Microchip Technology Incorporated develops, manufactures, and sells semiconductor products for various embedded control applications in the Americas, Europe, and Asia. The company offers general purpose and specialized 8-bit, 16-bit, and 32-bit microcontrollers; 32-bit microprocessors; and microcontrollers for automotive, industrial, computing, communication, lighting, power supplies, motor control, human machine interface, security, and wired and wireless connectivity applications. It also provides development tools that enable system designers to program microcontroller products for specific applications; field-programmable gate array (FPGA) products; and analog, power, interface, mixed signal, and timing products comprising power management, linear, mixed-signal, high-voltage, thermal management, discrete diodes and metal oxide semiconductor field effect transistors (MOSFETS), radio frequency (RF), drivers, safety, security, timing, USB, Ethernet, wireless, and other interface products.
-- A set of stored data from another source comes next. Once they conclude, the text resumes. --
//
// Copyright (c) The Holo Core Contributors
//
// SPDX-License-Identifier: MIT
//

use std::fmt::{Debug, Display};
use std::hash::Hash;
use std::net::{IpAddr, Ipv4Addr, Ipv6Addr};

use bytes::{Buf, BufMut, Bytes, BytesMut};
use ipnetwork::{IpNetwork, Ipv4Network, Ipv6Network};
use itertools::Itertools;
use rbgp_utils::bgp::AfiSafi;
use rbgp_utils::ip::{
    Ipv4AddrExt, Ipv4NetworkExt, Ipv6AddrExt, Ipv6NetworkExt,
};
use serde::de::DeserializeOwned;
use serde::{Deserialize, Serialize};

use crate::instance::Tables;
use crate::neighbor::PeerType;
use crate::packet::attribute::{self, ATTR_MIN_LEN_EXT, Attrs, BaseAttrs};
use crate::packet::consts::{Afi, Safi};
use crate::packet::error::{DecodeResult, UpdateMessageError};
use crate::packet::message::{
    Message, MpReachNlri, MpUnreachNlri, ReachNlri, UnreachNlri, UpdateMsg,
};
use crate::rib::export::UpdateQueue;
use crate::rib::table::TableHandle;

// One NLRI entry: the family-specific key plus the optional ADD-PATH
// identifier.
#[derive(Clone, Copy, Debug, Eq, Hash, Ord, PartialEq, PartialOrd)]
#[derive(Deserialize, Serialize)]
pub struct Nlri<P> {
    pub prefix: P,
    pub path_id: Option<u32>,
}

// Wire codec for the NLRI of a single address family.
//
// The decision process only ever sees `Nlri<Self::Prefix>` as an opaque key.
pub trait NlriCodec {
    // Address Family Identifier.
    const AFI: Afi;
    // Subsequent Address Family Identifier.
    const SAFI: Safi;
    // Upper bound on the encoded size of a single prefix.
    const MAX_PREFIX_LEN: u16;

    // Family-specific route key.
    type Prefix: Copy
        + Debug
        + Display
        + Eq
        + Hash
        + Ord
        + Send
        + Sync
        + Serialize
        + DeserializeOwned
        + Into<IpNetwork>
        + 'static;

    // Decodes one prefix. Semantically invalid prefixes are skipped by
    // returning `None`.
    fn decode_prefix(buf: &mut Bytes) -> DecodeResult<Option<Self::Prefix>>;

    // Encodes one prefix.
    fn encode_prefix(prefix: &Self::Prefix, buf: &mut BytesMut);

    // Parses a list of NLRIs, each optionally preceded by a path identifier.
    fn parse(
        buf: &mut Bytes,
        add_path: bool,
    ) -> DecodeResult<Vec<Nlri<Self::Prefix>>> {
        let mut nlris = Vec::new();
        while buf.remaining() > 0 {
            let path_id = if add_path {
                let path_id = buf
                    .try_get_u32()
                    .map_err(|_| UpdateMessageError::InvalidNetworkField)?;
                Some(path_id)
            } else {
                None
            };
            if let Some(prefix) = Self::decode_prefix(buf)? {
                nlris.push(Nlri { prefix, path_id });
            }
        }
        Ok(nlris)
    }

    // Serializes a list of NLRIs. A path identifier is written whenever the
    // entry carries one.
    fn serialize(nlris: &[Nlri<Self::Prefix>], buf: &mut BytesMut) {
        for nlri in nlris {
            if let Some(path_id) = nlri.path_id {
                buf.put_u32(path_id);
            }
            Self::encode_prefix(&nlri.prefix, buf);
        }
    }
}

// BGP address-family specific code.
pub trait AddressFamily: NlriCodec + Debug + Send + Sync + Sized + 'static {
    // Combined AFI and SAFI.
    const AFI_SAFI: AfiSafi;

    // Get the table handle for this address family, if the table is enabled.
    fn table(tables: &Tables) -> Option<&TableHandle<Self>>;

    // Modify the next hop(s) for transmission.
    fn nexthop_tx_change(
        local_addr: IpAddr,
        peer_type: PeerType,
        attrs: &mut BaseAttrs,
    );

    // Fixed overhead of an UPDATE carrying reachable prefixes with the given
    // attributes.
    fn reach_overhead(attrs: &Attrs) -> u16;

    // Fixed overhead of an UPDATE carrying only unreachable prefixes.
    fn unreach_overhead() -> u16;

    // Builds an UPDATE announcing the given NLRIs. Returns `None` when the
    // attributes lack a usable next hop for this family.
    fn reach_msg(nlris: Vec<Nlri<Self::Prefix>>, attrs: &Attrs)
    -> Option<UpdateMsg>;

    // Builds an UPDATE withdrawing the given NLRIs.
    fn unreach_msg(nlris: Vec<Nlri<Self::Prefix>>) -> UpdateMsg;

    // Build BGP UPDATE messages based on the provided update queue.
    fn build_updates(queue: &mut UpdateQueue<Self>) -> Vec<Message> {
        let mut msgs = vec![];
        let reach = std::mem::take(&mut queue.reach);
        let unreach = std::mem::take(&mut queue.unreach);

        // Unreachable prefixes.
        if !unreach.is_empty() {
            let max = (Message::MAX_LEN - Self::unreach_overhead())
                / (Self::MAX_PREFIX_LEN + 4);

            msgs.extend(
                unreach.into_iter().chunks(max as usize).into_iter().map(
                    |chunk| Message::Update(Self::unreach_msg(chunk.collect())),
                ),
            );
        }

        // Reachable prefixes.
        for (attrs, nlris) in reach.into_iter() {
            let overhead = Self::reach_overhead(&attrs);
            let max =
                Message::MAX_LEN.saturating_sub(overhead) / (Self::MAX_PREFIX_LEN + 4);
            if max == 0 {
                continue;
            }

            for chunk in nlris.into_iter().chunks(max as usize).into_iter() {
                if let Some(msg) = Self::reach_msg(chunk.collect(), &attrs) {
                    msgs.push(Message::Update(msg));
                }
            }
        }

        msgs
    }

    // Builds the End-of-RIB marker for this address family.
    fn end_of_rib() -> Message {
        Message::Update(UpdateMsg::end_of_rib(Self::AFI_SAFI))
    }
}

#[derive(Debug)]
pub struct Ipv4Unicast;

#[derive(Debug)]
pub struct Ipv6Unicast;

// ===== impl Ipv4Unicast =====

impl NlriCodec for Ipv4Unicast {
    const AFI: Afi = Afi::Ipv4;
    const SAFI: Safi = Safi::Unicast;
    const MAX_PREFIX_LEN: u16 = 1 + Ipv4Addr::LENGTH as u16;

    type Prefix = Ipv4Network;

    fn decode_prefix(buf: &mut Bytes) -> DecodeResult<Option<Ipv4Network>> {
        // Parse prefix length.
        let plen = buf
            .try_get_u8()
            .map_err(|_| UpdateMessageError::InvalidNetworkField)?;
        let plen_wire = prefix_wire_len(plen);
        if plen_wire > buf.remaining() || plen > Ipv4Network::MAX_PREFIXLEN {
            return Err(UpdateMessageError::InvalidNetworkField.into());
        }

        // Parse prefix address (variable length).
        let mut prefix_bytes = [0; Ipv4Addr::LENGTH];
        buf.copy_to_slice(&mut prefix_bytes[..plen_wire]);
        let prefix = Ipv4Addr::from(prefix_bytes);
        let prefix = Ipv4Network::new(prefix, plen)
            .map(|prefix| prefix.apply_mask())
            .map_err(|_| UpdateMessageError::InvalidNetworkField)?;

        // Ignore semantically incorrect prefix.
        if !prefix.is_routable() {
            return Ok(None);
        }

        Ok(Some(prefix))
    }

    fn encode_prefix(prefix: &Ipv4Network, buf: &mut BytesMut) {
        // Encode prefix length.
        let plen = prefix.prefix();
        buf.put_u8(plen);

        // Encode prefix address (variable length).
        let prefix_bytes = prefix.ip().octets();
        let plen_wire = prefix_wire_len(plen);
        buf.put(&prefix_bytes[0..plen_wire]);
    }
}

impl AddressFamily for Ipv4Unicast {
    const AFI_SAFI: AfiSafi = AfiSafi::Ipv4Unicast;

    fn table(tables: &Tables) -> Option<&TableHandle<Self>> {
        tables.ipv4_unicast.as_ref()
    }

    fn nexthop_tx_change(
        local_addr: IpAddr,
        peer_type: PeerType,
        attrs: &mut BaseAttrs,
    ) {
        match peer_type {
            PeerType::Internal => {
                // Next hop isn't modified.
            }
            PeerType::External => match local_addr {
                IpAddr::V4(src_addr) => {
                    // BGP over IPv4.
                    //
                    // Use source address of the eBGP session.
                    attrs.nexthop = Some(src_addr.into())
                }
                IpAddr::V6(_) => {
                    // BGP over IPv6 has no IPv4 address to offer.
                    attrs.nexthop = None;
                }
            },
        }
    }

    fn reach_overhead(attrs: &Attrs) -> u16 {
        UpdateMsg::MIN_LEN + attrs.length() + attribute::nexthop::length()
    }

    fn unreach_overhead() -> u16 {
        UpdateMsg::MIN_LEN
    }

    fn reach_msg(
        nlris: Vec<Nlri<Ipv4Network>>,
        attrs: &Attrs,
    ) -> Option<UpdateMsg> {
        let Some(IpAddr::V4(nexthop)) = attrs.base.nexthop else {
            return None;
        };
        Some(UpdateMsg {
            reach: Some(ReachNlri {
                prefixes: nlris,
                nexthop,
            }),
            unreach: None,
            mp_reach: None,
            mp_unreach: None,
            attrs: Some(attrs.clone()),
        })
    }

    fn unreach_msg(nlris: Vec<Nlri<Ipv4Network>>) -> UpdateMsg {
        UpdateMsg {
            reach: None,
            unreach: Some(UnreachNlri { prefixes: nlris }),
            mp_reach: None,
            mp_unreach: None,
            attrs: None,
        }
    }
}

// ===== impl Ipv6Unicast =====

impl NlriCodec for Ipv6Unicast {
    const AFI: Afi = Afi::Ipv6;
    const SAFI: Safi = Safi::Unicast;
    const MAX_PREFIX_LEN: u16 = 1 + Ipv6Addr::LENGTH as u16;

    type Prefix = Ipv6Network;

    fn decode_prefix(buf: &mut Bytes) -> DecodeResult<Option<Ipv6Network>> {
        // Parse prefix length.
        let plen = buf
            .try_get_u8()
            .map_err(|_| UpdateMessageError::InvalidNetworkField)?;
        let plen_wire = prefix_wire_len(plen);
        if plen_wire > buf.remaining() || plen > Ipv6Network::MAX_PREFIXLEN {
            return Err(UpdateMessageError::InvalidNetworkField.into());
        }

        // Parse prefix address (variable length).
        let mut prefix_bytes = [0; Ipv6Addr::LENGTH];
        buf.copy_to_slice(&mut prefix_bytes[..plen_wire]);
        let prefix = Ipv6Addr::from(prefix_bytes);
        let prefix = Ipv6Network::new(prefix, plen)
            .map(|prefix| prefix.apply_mask())
            .map_err(|_| UpdateMessageError::InvalidNetworkField)?;

        // Ignore semantically incorrect prefix.
        if !prefix.is_routable() {
            return Ok(None);
        }

        Ok(Some(prefix))
    }

    fn encode_prefix(prefix: &Ipv6Network, buf: &mut BytesMut) {
        // Encode prefix length.
        let plen = prefix.prefix();
        buf.put_u8(plen);

        // Encode prefix address (variable length).
        let prefix_bytes = prefix.ip().octets();
        let plen_wire = prefix_wire_len(plen);
        buf.put(&prefix_bytes[0..plen_wire]);
    }
}

impl AddressFamily for Ipv6Unicast {
    const AFI_SAFI: AfiSafi = AfiSafi::Ipv6Unicast;

    fn table(tables: &Tables) -> Option<&TableHandle<Self>> {
        tables.ipv6_unicast.as_ref()
    }

    fn nexthop_tx_change(
        local_addr: IpAddr,
        peer_type: PeerType,
        attrs: &mut BaseAttrs,
    ) {
        match peer_type {
            PeerType::Internal => {
                // Global next hop isn't modified.
            }
            PeerType::External => {
                // Update global next hop.
                match local_addr {
                    IpAddr::V4(src_addr) => {
                        // BGP over IPv4.
                        //
                        // Use source address of the eBGP session
                        // (IPv4-mapped IPv6 address).
                        attrs.nexthop = Some(src_addr.to_ipv6_mapped().into())
                    }
                    IpAddr::V6(src_addr) => {
                        // BGP over IPv6.
                        //
                        // Use source address of the eBGP session.
                        attrs.nexthop = Some(src_addr.into())
                    }
                }

                // Unset link-local next hop.
                attrs.ll_nexthop = None;
            }
        }
    }

    fn reach_overhead(attrs: &Attrs) -> u16 {
        let nexthop_len = if attrs.base.ll_nexthop.is_some() {
            Ipv6Addr::LENGTH * 2
        } else {
            Ipv6Addr::LENGTH
        };
        UpdateMsg::MIN_LEN
            + attrs.length()
            + ATTR_MIN_LEN_EXT
            + MpReachNlri::MIN_LEN
            + nexthop_len as u16
    }

    fn unreach_overhead() -> u16 {
        UpdateMsg::MIN_LEN + ATTR_MIN_LEN_EXT + MpUnreachNlri::MIN_LEN
    }

    fn reach_msg(
        nlris: Vec<Nlri<Ipv6Network>>,
        attrs: &Attrs,
    ) -> Option<UpdateMsg> {
        let nexthop = match attrs.base.nexthop? {
            IpAddr::V4(addr) => addr.to_ipv6_mapped(),
            IpAddr::V6(addr) => addr,
        };
        let mp_reach = MpReachNlri::Ipv6Unicast {
            prefixes: nlris,
            nexthop,
            ll_nexthop: attrs.base.ll_nexthop,
        };
        Some(UpdateMsg {
            reach: None,
            unreach: None,
            mp_reach: Some(mp_reach),
            mp_unreach: None,
            attrs: Some(attrs.clone()),
        })
    }

    fn unreach_msg(nlris: Vec<Nlri<Ipv6Network>>) -> UpdateMsg {
        UpdateMsg {
            reach: None,
            unreach: None,
            mp_reach: None,
            mp_unreach: Some(MpUnreachNlri::Ipv6Unicast { prefixes: nlris }),
            attrs: None,
        }
    }
}

// ===== helper functions =====

// Calculates the number of bytes required to encode a prefix.
fn prefix_wire_len(len: u8) -> usize {
    (len as usize).div_ceil(8)
}

// ===== unit tests =====

#[cfg(test)]
mod tests {
    use super::*;

    #[test]
    fn add_path_identifiers_are_parsed() {
        let mut buf = Bytes::from_static(&[
            0x00, 0x00, 0x00, 0x07, 0x18, 0x0a, 0x00, 0x01, 0x00, 0x00,
            0x00, 0x08, 0x18, 0x0a, 0x00, 0x01,
        ]);
        let nlris = Ipv4Unicast::parse(&mut buf, true).unwrap();
        let prefix: Ipv4Network = "10.0.1.0/24".parse().unwrap();
        assert_eq!(
            nlris,
            vec![
                Nlri {
                    prefix,
                    path_id: Some(7)
                },
                Nlri {
                    prefix,
                    path_id: Some(8)
                },
            ]
        );
    }

    #[test]
    fn host_bits_are_masked() {
        let mut buf = Bytes::from_static(&[0x10, 0x0a, 0x01]);
        let nlris = Ipv4Unicast::parse(&mut buf, false).unwrap();
        assert_eq!(nlris[0].prefix, "10.1.0.0/16".parse().unwrap());
    }

    #[test]
    fn truncated_prefix_is_rejected() {
        let mut buf = Bytes::from_static(&[0x18, 0x0a]);
        assert!(Ipv4Unicast::parse(&mut buf, false).is_err());

        let mut buf = Bytes::from_static(&[0x81]);
        assert!(Ipv6Unicast::parse(&mut buf, false).is_err());
    }

    #[test]
    fn ebgp_nexthop_self() {
        let mut attrs = BaseAttrs {
            origin: crate::packet::consts::Origin::Igp,
            as_path: Default::default(),
            as4_path: None,
            nexthop: Some("10.0.0.1".parse().unwrap()),
            ll_nexthop: Some("fe80::1".parse().unwrap()),
            med: None,
            local_pref: None,
            aggregator: None,
            as4_aggregator: None,
            atomic_aggregate: false,
            originator_id: None,
            cluster_list: None,
        };
        let local: IpAddr = "192.0.2.1".parse().unwrap();

        Ipv4Unicast::nexthop_tx_change(local, PeerType::Internal, &mut attrs);
        assert_eq!(attrs.nexthop, Some("10.0.0.1".parse().unwrap()));

        Ipv6Unicast::nexthop_tx_change(local, PeerType::External, &mut attrs);
        assert_eq!(attrs.nexthop, Some("::ffff:192.0.2.1".parse().unwrap()));
        assert_eq!(attrs.ll_nexthop, None);
    }
}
In addition, the company offers memory products consisting of serial electrically erasable programmable read-only memory, serial flash memories, parallel flash memories, serial static random access memories, and serial electrically erasable random access memories for the production of very small footprint devices; and licenses its SuperFlash embedded flash and Smartbits one time programmable NVM technologies to foundries, integrated device manufacturers, and design partners for use in the manufacture of microcontroller products, gate array, RF, analog, and neuromorphic compute products that require embedded non-volatile memory, as well as provides engineering services. Further, it offers wafer foundry and assembly and test subcontracting manufacturing services; and aerospace and timing systems products, application specific integrated circuits, and complex programmable logic devices. Microchip Technology Incorporated was founded in 1989 and is headquartered in Chandler, Arizona.

Statistics (YTD)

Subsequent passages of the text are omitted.